The problem lies with WHO. They never defined what 'Benign Myalgic Encephalomyelitis' was. It appears as a nomenclature only. One might just as well reintroduce Post-viral fatigue into the melting pot (again as occurs here in the UK).

Nielk - your reference to the 'other forum' being mecfsforums is, again, an injustice. The need for testing in order to try and do what previous criteria have been unable (e.g. gain acceptance and validity and lead to actual treatments for those included), is not only a discussion confined to that one place, as well you know. Again, I would refer others and yourself to the relevant threads on this forum and elsewhere.
 
Morning,

If this thread is going to become yet another one about the ICCME then could someone link it to the others? The points being made are repetitious. Thanks.

If the US include 'ME' alongside 'CFS' as has happened in the UK for quite some time now, without ensuring that the 'ME' as accorded distinct disease status by the WHO is not defined separately - then you are doing it an injustice.
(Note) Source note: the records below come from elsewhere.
//! End-to-end ramp generation for a whole color system.
//!
//! Families are planned, optimized and validated independently in parallel;
//! everything that spans families (warnings, brand separation, summary) is
//! folded sequentially afterwards in input order.

use rayon::prelude::*;
use regex::Regex;
use tracing::{info, warn};

#[cfg(debug_assertions)]
use tracing::instrument;

use crate::anchor::AnchorFallback;
use crate::characteristics::{FamilyCharacteristics, extract};
use crate::config::{BaseSource, RampConfig, StrategyRule};
use crate::error::{RampError, Warning, WarningKind};
use crate::family::{ColorFamily, FamilyInput};
use crate::identity::IdentityPurpose;
use crate::report::{ExcludedFamily, FamilyReport, Mode, SystemReport, VariantReport};
use crate::steps::{Direction, LightnessSteps};
use crate::strategy::{OptimizationContext, StrategyId, optimize};
use crate::validation::{check_brand_separation, validate};

/// A compiled strategy rule.
#[derive(Debug, Clone)]
struct CompiledRule {
    regex: Regex,
    rule: StrategyRule,
}

/// Strategy choice for one family, after rule matching.
#[derive(Debug, Clone, Copy, PartialEq)]
pub struct Assignment {
    pub strategy: StrategyId,
    pub purpose: IdentityPurpose,
    pub base: BaseSource,
    /// Direction override from the matching rule
    pub direction: Option<Direction>,
}

/// Result of processing one family before aggregation.
enum FamilyOutcome {
    Processed(Box<FamilyReport>, Vec<Warning>),
    Excluded(ExcludedFamily, Vec<Warning>),
}

/// Validated configuration plus the state derived from it.
#[derive(Debug, Clone)]
pub struct Pipeline {
    config: RampConfig,
    rules: Vec<CompiledRule>,
    /// Range- or pattern-based plan, used directly or as the fallback when a
    /// reference family cannot be used
    base_plan: LightnessSteps,
}

impl Pipeline {
    /// Validate `config` and prepare it for processing.
    pub fn new(config: RampConfig) -> Result<Self, RampError> {
        config.validate()?;

        let rules = config
            .rules
            .iter()
            .map(|rule| {
                Regex::new(&rule.pattern)
                    .map(|regex| CompiledRule {
                        regex,
                        rule: rule.clone(),
                    })
                    .map_err(|e| {
                        RampError::config(format!("invalid rule pattern '{}': {e}", rule.pattern))
                    })
            })
            .collect::<Result<Vec<_>, _>>()?;

        let lightness = &config.lightness;
        let base_plan = match &lightness.reference_pattern {
            Some(pattern) => LightnessSteps::plan_from_pattern(
                &config.steps,
                pattern,
                lightness.range,
                lightness.direction,
            )?,
            None => LightnessSteps::plan_range(
                &config.steps,
                lightness.range,
                &lightness.curve,
                lightness.direction,
            )?,
        };

        Ok(Self {
            config,
            rules,
            base_plan,
        })
    }

    pub fn config(&self) -> &RampConfig {
        &self.config
    }

    /// The plan used when no reference family is configured.
    pub fn base_plan(&self) -> &LightnessSteps {
        &self.base_plan
    }

    /// Strategy assignment for a family name: first matching rule, else the default.
    pub fn assign(&self, name: &str) -> Assignment {
        match self.rules.iter().find(|r| r.regex.is_match(name)) {
            Some(CompiledRule { rule, .. }) => Assignment {
                strategy: rule.strategy,
                purpose: rule.purpose,
                base: rule.base,
                direction: rule.direction,
            },
            None => Assignment {
                strategy: self.config.default_strategy,
                purpose: IdentityPurpose::default(),
                base: BaseSource::Family,
                direction: None,
            },
        }
    }

    /// The light-mode plan for this run.
    ///
    /// With `reference_family` set, the named input family's lightness
    /// differences are transplanted; if that family is missing or unusable a
    /// warning is recorded and the base plan is used.
    pub fn resolve_plan(&self, families: &[FamilyInput]) -> (LightnessSteps, Vec<Warning>) {
        let Some(name) = &self.config.lightness.reference_family else {
            return (self.base_plan.clone(), Vec::new());
        };

        let lightness = &self.config.lightness;
        let resolved = families
            .iter()
            .find(|f| &f.name == name)
            .ok_or_else(|| RampError::config(format!("reference family '{name}' not found")))
            .and_then(|input| ColorFamily::parse(input).map(|(family, _)| family))
            .and_then(|family| {
                let pattern = LightnessSteps::reference_pattern(&family);
                LightnessSteps::plan_from_pattern(
                    &self.config.steps,
                    &pattern,
                    lightness.range,
                    lightness.direction,
                )
            });

        match resolved {
            Ok(plan) => (plan, Vec::new()),
            Err(e) => {
                warn!(reference = %name, error = %e, "reference family unusable, using range plan");
                let warning = Warning::new(
                    WarningKind::ReferencePattern,
                    Some(name),
                    format!("reference pattern unusable ({e}); using the configured range"),
                );
                (self.base_plan.clone(), vec![warning])
            }
        }
    }

    /// Generate, optimize and validate every family.
    #[cfg_attr(debug_assertions, instrument(skip_all, fields(families = families.len())))]
    pub fn run(&self, families: &[FamilyInput]) -> SystemReport {
        let (plan, mut warnings) = self.resolve_plan(families);

        let outcomes: Vec<FamilyOutcome> = families
            .par_iter()
            .map(|input| self.process_family(input, &plan))
            .collect();

        let mut reports = Vec::new();
        let mut excluded = Vec::new();
        for outcome in outcomes {
            match outcome {
                FamilyOutcome::Processed(report, family_warnings) => {
                    warnings.extend(family_warnings);
                    reports.push(*report);
                }
                FamilyOutcome::Excluded(family, family_warnings) => {
                    warnings.extend(family_warnings);
                    excluded.push(family);
                }
            }
        }

        let brand_hues: Vec<(String, f64)> = reports
            .iter()
            .filter(|r| r.applied_strategy() != StrategyId::Neutral)
            .map(|r| (r.name.clone(), r.characteristics.hue))
            .collect();
        let separation = check_brand_separation(&brand_hues, self.config.thresholds.brand_separation);

        let report = SystemReport::assemble(
            reports,
            excluded,
            warnings,
            separation,
            &self.config.thresholds,
        );

        info!(
            processed = report.summary.families_processed,
            excluded = report.summary.families_excluded,
            colors = report.summary.total_colors,
            max_delta_e = report.summary.max_delta_e,
            passed = report.summary.all_passed,
            "color system generated"
        );
        report
    }

    fn process_family(&self, input: &FamilyInput, plan: &LightnessSteps) -> FamilyOutcome {
        let mut warnings = Vec::new();

        let family = match ColorFamily::parse(input) {
            Ok((family, parse_warnings)) => {
                warnings.extend(parse_warnings);
                family
            }
            Err(e) => return Self::exclude(&input.name, e, warnings),
        };

        let assignment = self.assign(family.name());
        let Some(characteristics) = self.characteristics(&family, &assignment) else {
            return Self::exclude(
                &input.name,
                RampError::EmptyFamily(input.name.clone()),
                warnings,
            );
        };

        let light_plan = match assignment.direction {
            Some(direction) => plan.with_direction(direction),
            None => plan.clone(),
        };
        let light = match self.variant(
            &family,
            &light_plan,
            &characteristics,
            &assignment,
            Mode::Light,
            &mut warnings,
        ) {
            Ok(variant) => variant,
            Err(e) => return Self::exclude(&input.name, e, warnings),
        };

        let dark = match &self.config.dark {
            Some(mode) => {
                // A rule that flips the light direction flips the dark one too.
                let inverted = assignment
                    .direction
                    .is_some_and(|d| d != self.config.lightness.direction);
                let direction = if inverted {
                    mode.direction.reversed()
                } else {
                    mode.direction
                };
                let dark_plan = plan.scaled_to(mode.range, direction);
                match self.variant(
                    &family,
                    &dark_plan,
                    &characteristics,
                    &assignment,
                    Mode::Dark,
                    &mut warnings,
                ) {
                    Ok(variant) => Some(variant),
                    Err(e) => return Self::exclude(&input.name, e, warnings),
                }
            }
            None => None,
        };

        info!(
            family = %family.name(),
            strategy = light.optimization.strategy.display_name(),
            steps = light.optimization.steps.len(),
            max_delta_e = light.validation.delta_e.outcome.score,
            passed = light.validation.passed(),
            "processed family"
        );

        let report = FamilyReport {
            name: family.name().to_string(),
            strategy: assignment.strategy,
            characteristics,
            light,
            dark,
        };
        FamilyOutcome::Processed(Box::new(report), warnings)
    }

    fn characteristics(
        &self,
        family: &ColorFamily,
        assignment: &Assignment,
    ) -> Option<FamilyCharacteristics> {
        if assignment.strategy == StrategyId::Neutral || assignment.base == BaseSource::Neutral {
            return Some(self.config.neutral_base.characteristics());
        }
        let configured = match assignment.base {
            BaseSource::Brand => self.config.brand_base.map(FamilyCharacteristics::from),
            _ => None,
        };
        configured.or_else(|| extract(family, &self.config.extraction))
    }

    /// Optimize and validate one variant, applying the anchor fallback.
    fn variant(
        &self,
        family: &ColorFamily,
        plan: &LightnessSteps,
        characteristics: &FamilyCharacteristics,
        assignment: &Assignment,
        mode: Mode,
        warnings: &mut Vec<Warning>,
    ) -> Result<VariantReport, RampError> {
        let ctx = OptimizationContext {
            neutral: &self.config.neutral_base,
            extraction: &self.config.extraction,
            anchor: &self.config.anchor.scoring,
            purpose: assignment.purpose,
        };

        let optimization = match optimize(family, plan, characteristics, assignment.strategy, &ctx) {
            Err(e @ RampError::NoAnchorFound { .. })
                if self.config.anchor.fallback == AnchorFallback::BrandPreserving =>
            {
                warn!(family = %family.name(), ?mode, "no anchor found, falling back to brand-preserving");
                warnings.push(Warning::new(
                    WarningKind::NoAnchorFound,
                    Some(family.name()),
                    format!("{e}; used brand-preserving instead"),
                ));
                optimize(family, plan, characteristics, StrategyId::BrandPreserving, &ctx)?
            }
            other => other?,
        };

        let validation = validate(&optimization, &self.config.thresholds);
        Ok(VariantReport {
            mode,
            optimization,
            validation,
        })
    }

    fn exclude(name: &str, error: RampError, mut warnings: Vec<Warning>) -> FamilyOutcome {
        let kind = match &error {
            RampError::InvalidColor { .. } => WarningKind::InvalidColor,
            RampError::NoAnchorFound { .. } => WarningKind::NoAnchorFound,
            _ => WarningKind::EmptyFamily,
        };
        warn!(family = %name, error = %error, "family excluded");
        warnings.push(Warning::new(kind, Some(name), error.to_string()));
        FamilyOutcome::Excluded(
            ExcludedFamily {
                name: name.to_string(),
                reason: error.to_string(),
            },
            warnings,
        )
    }
}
Whatever Myalgic Encephalomyelitis is defined as being there needs to be testing done to confirm a diagnosis. Without acceptance by the authorities of 'ME' as being different, then in the US (as in the UK) it will become amalgamated with 'CFS' - a hybrid term if you like.

We also now have in the UK the term 'Myalgic Encephalopathy' - another 'ME' if you will. I think you need (in the US) to try and understand why Myalgic Encephalomyelitis was not accepted in its' entirety as a distinct disease. And I don't mean because of the 'Wessely school' either for that matter.

If you believe that 'CFS' = 'Myalgic Encephalomyelitis' and that this 'ME' in some way legitimises 'CFS' then I don't think you are any different that the authorities in the UK, who believe the three terms are interchangeable.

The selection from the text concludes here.